Malgré le déſordre où ſont tombées les maiſons de la Providence, très-favorables à la conſervation de l’eſpèce humaine, il meurt, proportion gardée, moins de monde au Cap, que dans aucune autre des villes maritimes de la colonie. Il faut attribuer cet avantage au défrichement entier du territoire, au comblement des cloaques voiſins, à la diſſipation, aux commodités, à l’activité, aux ſecours de toute eſpèce qu’on trouve réunis dans une ſociété nombreuſe & agiſſante. L’air aura toute la ſalubrité que la nature des choſes permet, lorſqu’on aura deſſéché les marais de la petite Anſe, qui, dans les grandes séchereſſes, répandent une odeur infecte.

Le port eſt digne de la ville. Il eſt admirablement placé pour recevoir les vaiſſeaux qui arrivent d’Europe. Ceux de toute grandeur y ſont commodément & en sûreté. Ouvert ſeulement au vent du Nord-Eſt, il n’en peut recevoir aucun dommage, ſon entrée étant ſemée de récifs, qui rompent l’impétuoſité des vagues.

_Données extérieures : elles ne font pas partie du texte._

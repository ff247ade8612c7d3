//! Maps between stored answers and page form data.
//!
//! The read path turns stored answers into form defaults so a revisited page
//! shows prior responses. The write path turns a validated submission into
//! create/update calls, keyed by (item, participant) so resubmitting never
//! duplicates answers.

use std::collections::HashMap;

use log::{debug, warn};
use survey_engine_types::{
    Answer, AnswerId, EngineError, FormAnswer, ItemId, NewAnswer, Page, PageAnswers,
    ParticipantId, SurveyStore,
};

/// One persistence call decided by the write path.
#[derive(Debug, Clone, PartialEq)]
pub enum AnswerWrite {
    Create(NewAnswer),
    Update { id: AnswerId, answer: NewAnswer },
}

impl AnswerWrite {
    pub fn item_id(&self) -> ItemId {
        self.answer().item_id
    }

    pub fn answer(&self) -> &NewAnswer {
        match self {
            Self::Create(answer) | Self::Update { answer, .. } => answer,
        }
    }
}

/// Index of a participant's stored answers by item.
///
/// When the store holds several answers for one item (two first submissions
/// racing each other), the one with the highest id is kept.
fn latest_by_item(
    participant_id: ParticipantId,
    stored: &[Answer],
) -> HashMap<ItemId, &Answer> {
    let mut latest: HashMap<ItemId, &Answer> = HashMap::new();
    for answer in stored
        .iter()
        .filter(|answer| answer.participant_id == participant_id)
    {
        latest
            .entry(answer.item_id)
            .and_modify(|current| {
                if answer.id > current.id {
                    *current = answer;
                }
            })
            .or_insert(answer);
    }
    latest
}

/// Form defaults for a page from the participant's stored answers.
///
/// Only answers whose (item, page) pair belongs to this page are used.
pub fn prefill(page: &Page, participant_id: ParticipantId, stored: &[Answer]) -> PageAnswers {
    let latest = latest_by_item(participant_id, stored);
    let mut defaults = PageAnswers::new();
    for item in &page.items {
        if let Some(answer) = latest.get(&item.id).filter(|a| a.page_id == page.id) {
            defaults.insert_form(item.id, FormAnswer::stored(answer.value.clone(), answer.id));
        }
    }
    debug!(
        "prefilled {} of {} item(s) on page {} for participant {}",
        defaults.len(),
        page.items.len(),
        page.id,
        participant_id
    );
    defaults
}

/// Decide create-vs-update for every answered item of a validated submission.
///
/// Writes come out in the page's item order. The id to update is taken from
/// the stored answers; an id sent by the client is only a hint and is ignored
/// when it disagrees.
pub fn plan(
    page: &Page,
    participant_id: ParticipantId,
    validated: &PageAnswers,
    stored: &[Answer],
) -> Vec<AnswerWrite> {
    let latest = latest_by_item(participant_id, stored);
    let mut writes = Vec::new();

    for item in page.answerable_items() {
        let Some(form) = validated.get(item.id) else {
            continue;
        };
        let answer = NewAnswer {
            item_id: item.id,
            participant_id,
            page_id: page.id,
            value: form.answer.clone(),
        };
        let known = latest.get(&item.id).map(|stored| stored.id);

        if let Some(client_id) = form.id
            && known != Some(client_id)
        {
            warn!(
                "ignoring answer id {} sent for item {}; stored id is {:?}",
                client_id, item.id, known
            );
        }

        writes.push(match known {
            Some(id) => AnswerWrite::Update { id, answer },
            None => AnswerWrite::Create(answer),
        });
    }
    writes
}

/// Execute planned writes in order, stopping at the first failure.
///
/// Returns the persisted answers. A failure names the item and page whose
/// write broke; writes after it are not attempted.
pub async fn apply<S>(store: &S, writes: Vec<AnswerWrite>) -> Result<Vec<Answer>, EngineError>
where
    S: SurveyStore + ?Sized,
{
    let mut saved = Vec::with_capacity(writes.len());
    for write in writes {
        let result = match &write {
            AnswerWrite::Create(answer) => store.create_answer(answer).await,
            AnswerWrite::Update { id, answer } => store.update_answer(*id, answer).await,
        };
        match result {
            Ok(answer) => saved.push(answer),
            Err(source) => {
                let answer = write.answer();
                warn!(
                    "aborting submission after {} saved answer(s): {}",
                    saved.len(),
                    source
                );
                return Err(EngineError::AnswerWrite {
                    item_id: answer.item_id,
                    page_id: answer.page_id,
                    source,
                });
            }
        }
    }
    Ok(saved)
}

#[cfg(test)]
mod tests {
    use super::*;
    use survey_engine_types::{AnswerValue, Item, PageId, QuestionType, SurveyId};

    const ALICE: ParticipantId = ParticipantId(1);
    const BOB: ParticipantId = ParticipantId(2);

    fn page() -> Page {
        let page_id = PageId(10);
        Page::new(page_id, SurveyId(1), 1, "Page").with_items(vec![
            Item::question(ItemId(1), page_id, "Name", QuestionType::FreeText),
            Item::static_text(ItemId(2), page_id, "Intro", "Hi"),
            Item::question(ItemId(3), page_id, "Rate", QuestionType::Scale).with_scale(1, 5),
        ])
    }

    fn stored(id: i64, item: i64, participant: ParticipantId, page: i64, value: AnswerValue) -> Answer {
        Answer {
            id: AnswerId(id),
            item_id: ItemId(item),
            participant_id: participant,
            page_id: PageId(page),
            value,
        }
    }

    #[test]
    fn prefill_matches_item_and_page() {
        let answers = vec![
            stored(100, 1, ALICE, 10, "Alice".into()),
            stored(101, 3, ALICE, 99, 4.into()),
            stored(102, 7, ALICE, 10, "other item".into()),
            stored(103, 3, BOB, 10, 2.into()),
        ];
        let defaults = prefill(&page(), ALICE, &answers);

        assert_eq!(defaults.len(), 1);
        assert_eq!(
            defaults.get(ItemId(1)),
            Some(&FormAnswer::stored("Alice", AnswerId(100)))
        );
    }

    #[test]
    fn plan_creates_then_updates() {
        let submission = PageAnswers::new().with(ItemId(1), "Alice").with(ItemId(3), 4);

        let writes = plan(&page(), ALICE, &submission, &[]);
        assert!(writes.iter().all(|w| matches!(w, AnswerWrite::Create(_))));
        assert_eq!(
            writes.iter().map(AnswerWrite::item_id).collect::<Vec<_>>(),
            vec![ItemId(1), ItemId(3)]
        );

        let answers = vec![stored(100, 1, ALICE, 10, "Al".into())];
        let writes = plan(&page(), ALICE, &submission, &answers);
        assert!(matches!(writes[0], AnswerWrite::Update { id: AnswerId(100), .. }));
        assert!(matches!(writes[1], AnswerWrite::Create(_)));
    }

    #[test]
    fn plan_ignores_foreign_client_ids() {
        let mut submission = PageAnswers::new();
        submission.insert_form(ItemId(1), FormAnswer::stored("Alice", AnswerId(555)));

        let answers = vec![stored(103, 1, BOB, 10, "Bob".into())];
        let writes = plan(&page(), ALICE, &submission, &answers);
        assert!(matches!(writes[0], AnswerWrite::Create(_)));
    }

    #[test]
    fn plan_uses_latest_duplicate() {
        let submission = PageAnswers::new().with(ItemId(1), "Alice");
        let answers = vec![
            stored(100, 1, ALICE, 10, "a".into()),
            stored(104, 1, ALICE, 10, "b".into()),
            stored(102, 1, ALICE, 10, "c".into()),
        ];
        let writes = plan(&page(), ALICE, &submission, &answers);
        assert!(matches!(writes[0], AnswerWrite::Update { id: AnswerId(104), .. }));
    }

    #[test]
    fn plan_skips_non_answerable_and_missing() {
        let submission = PageAnswers::new().with(ItemId(2), "x").with(ItemId(3), 2);
        let writes = plan(&page(), ALICE, &submission, &[]);
        assert_eq!(writes.len(), 1);
        assert_eq!(writes[0].item_id(), ItemId(3));
        assert_eq!(writes[0].answer().page_id, PageId(10));
    }
}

C’eſt dans ce fameux entrepôt que ſont versées plus de la moitié des denrées de la colonie entière. Elles y arrivent des montagnes ; elles y arrivent des vallées ; elles y arrivent principalement de la plaine. Les paroiſſes qui fourniſſent les plus importantes, ſont connues ſous les noms de Plaine-du-Nord, de la petite Anſe, de la grande Rivière, de Morin, de Limonade, du Trou, du Terrier-Rouge, du fort Dauphin & d’Ouanaminthe, qui ſe termine à la rivière du Maſſacre. Le quartier Morin & l’iſlet de Limonade, ſont fort au-deſſus des autres établiſſemens, pour l’abondance & la qualité de leur ſucre.